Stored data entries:

((

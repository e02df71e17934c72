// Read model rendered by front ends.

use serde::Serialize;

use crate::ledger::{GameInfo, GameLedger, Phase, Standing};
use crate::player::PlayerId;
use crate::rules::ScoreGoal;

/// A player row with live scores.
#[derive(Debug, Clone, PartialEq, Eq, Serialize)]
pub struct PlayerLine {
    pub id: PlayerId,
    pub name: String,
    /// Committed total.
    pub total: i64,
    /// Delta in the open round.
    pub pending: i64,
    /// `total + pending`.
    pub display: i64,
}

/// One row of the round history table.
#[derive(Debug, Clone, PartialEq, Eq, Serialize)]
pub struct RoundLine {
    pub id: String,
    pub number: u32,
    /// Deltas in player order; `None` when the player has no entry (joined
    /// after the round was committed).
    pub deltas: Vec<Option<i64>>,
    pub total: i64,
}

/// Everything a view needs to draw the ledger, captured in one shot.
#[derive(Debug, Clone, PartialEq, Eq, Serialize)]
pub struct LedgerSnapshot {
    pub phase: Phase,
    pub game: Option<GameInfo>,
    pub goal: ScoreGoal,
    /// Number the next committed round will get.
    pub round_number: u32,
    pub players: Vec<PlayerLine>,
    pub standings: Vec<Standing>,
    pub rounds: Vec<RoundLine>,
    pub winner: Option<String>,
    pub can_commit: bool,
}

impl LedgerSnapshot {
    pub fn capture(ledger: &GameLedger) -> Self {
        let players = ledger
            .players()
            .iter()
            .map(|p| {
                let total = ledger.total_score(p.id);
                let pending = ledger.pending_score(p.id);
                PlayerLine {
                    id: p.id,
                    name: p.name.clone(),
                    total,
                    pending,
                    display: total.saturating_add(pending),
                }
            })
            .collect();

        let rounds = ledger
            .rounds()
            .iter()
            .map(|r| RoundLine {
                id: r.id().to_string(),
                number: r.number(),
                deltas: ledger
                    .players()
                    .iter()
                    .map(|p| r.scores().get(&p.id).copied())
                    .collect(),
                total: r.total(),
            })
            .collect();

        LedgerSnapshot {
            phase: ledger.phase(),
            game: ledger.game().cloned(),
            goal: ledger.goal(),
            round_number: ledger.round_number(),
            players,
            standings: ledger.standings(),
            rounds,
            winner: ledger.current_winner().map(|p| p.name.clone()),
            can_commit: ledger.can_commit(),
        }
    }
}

))

• [EXERCISE DETAILS] The reply should consist solely of the lines of the data, exact, from the opening line through the line with "no entry (joined", inclusive.

• [EXERCISE RESPONSE]
repository e02df71e17934c72
// Read model rendered by front ends.

use serde::Serialize;

use crate::ledger::{GameInfo, GameLedger, Phase, Standing};
use crate::player::PlayerId;
use crate::rules::ScoreGoal;

/// A player row with live scores.
#[derive(Debug, Clone, PartialEq, Eq, Serialize)]
pub struct PlayerLine {
    pub id: PlayerId,
    pub name: String,
    /// Committed total.
    pub total: i64,
    /// Delta in the open round.
    pub pending: i64,
    /// `total + pending`.
    pub display: i64,
}

/// One row of the round history table.
#[derive(Debug, Clone, PartialEq, Eq, Serialize)]
pub struct RoundLine {
    pub id: String,
    pub number: u32,
    /// Deltas in player order; `None` when the player has no entry (joined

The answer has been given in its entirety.